Lei si rifugiava in una bella definizione che la rassicurava, mentre contestava con forza che il piccolo potesse soffrire di un disturbo da affrontare in modo sistematico. Il colmo è che le mamme sono proprio le prime ad essere coinvolte dalle richieste continue, assillanti e snervanti dei piccoli.
Esistono quattro tipi di compulsività o di rituali più frequenti nei bambini, che possono apparire sin dall’età di due anni:
- ordine e simmetria;
- contare e verificare;
- lavarsi e pulire;
- mettere tutto a posto.
Tanti pensano che possa essere solo un problema di educazione, ma non è assolutamente così. Ed ecco la mamma costretta a ripetere 10 volte “Ti amo” sull’ultimo gradino della scala prima che vada a scuola, a confermargli che ha detto tutte le sue parole magiche prima di bere, a cambiare ogni giorno lenzuola e asciugamani. Le richieste sono le più varie ed infinite, sia da parte dei piccoli sia da quella dei grandi!
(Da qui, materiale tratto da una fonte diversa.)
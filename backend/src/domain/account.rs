//! Local Account
//!
//! Credentials for the local gateway. Passwords are stored as a salted
//! blake3 hash, never in clear.

use chrono::{DateTime, Utc};
use taskdeck::AccountId;

#[derive(Debug, Clone, PartialEq)]
pub struct Account {
    pub id: AccountId,
    pub email: String,
    pub password_hash: String,
    pub salt: String,
    pub created_at: DateTime<Utc>,
}

impl Account {
    pub fn verify(&self, password: &str) -> bool {
        hash_password(&self.salt, password) == self.password_hash
    }
}

/// Hex digest of `salt || password`
pub fn hash_password(salt: &str, password: &str) -> String {
    let mut hasher = blake3::Hasher::new();
    hasher.update(salt.as_bytes());
    hasher.update(password.as_bytes());
    hasher.finalize().to_hex().to_string()
}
Se il rituale si è interrotto per un motivo o l’altro o se c’è il dubbio che non sia stato perfetto, è tutto da ricominciare. Ho personalmente assistito alla doccia di una ragazza di 15 anni durata esattamente 7 ore dall’ingresso nel bagno. Ho conosciuto un bambino di 10 anni che andava al letto anche alle 02.00 dovendo sempre ripetere i suoi rituali di lavaggio e correndo il rischio che questi venissero interrotti da qualcosa e lui fosse costretto a ricominciare da capo.
Che cosa fare?
Prima di tutto, bisogna evitare di nascondersi la realtà o, peggio ancora, di trasformarla in una qualità eccezionale. A volte, infatti, invece di parlare di mania, si osanna il bambino che è eccezionalmente preciso, dimenticando che l’anomalia è tale quando il rituale diventa sistematico.
La scelta migliore è quella di consultare uno psicoterapeuta, meglio se specialista dell’infanzia e dell’adolescenza. Generalmente, si fa una prima seduta con i genitori per cercare di capire l’origine del disturbo, il livello dell’ansietà familiare, i comportamenti disturbati nell’adulto imitati dal piccolo, le varie paure degli uni e degli altri, per poter capire la serietà del problema.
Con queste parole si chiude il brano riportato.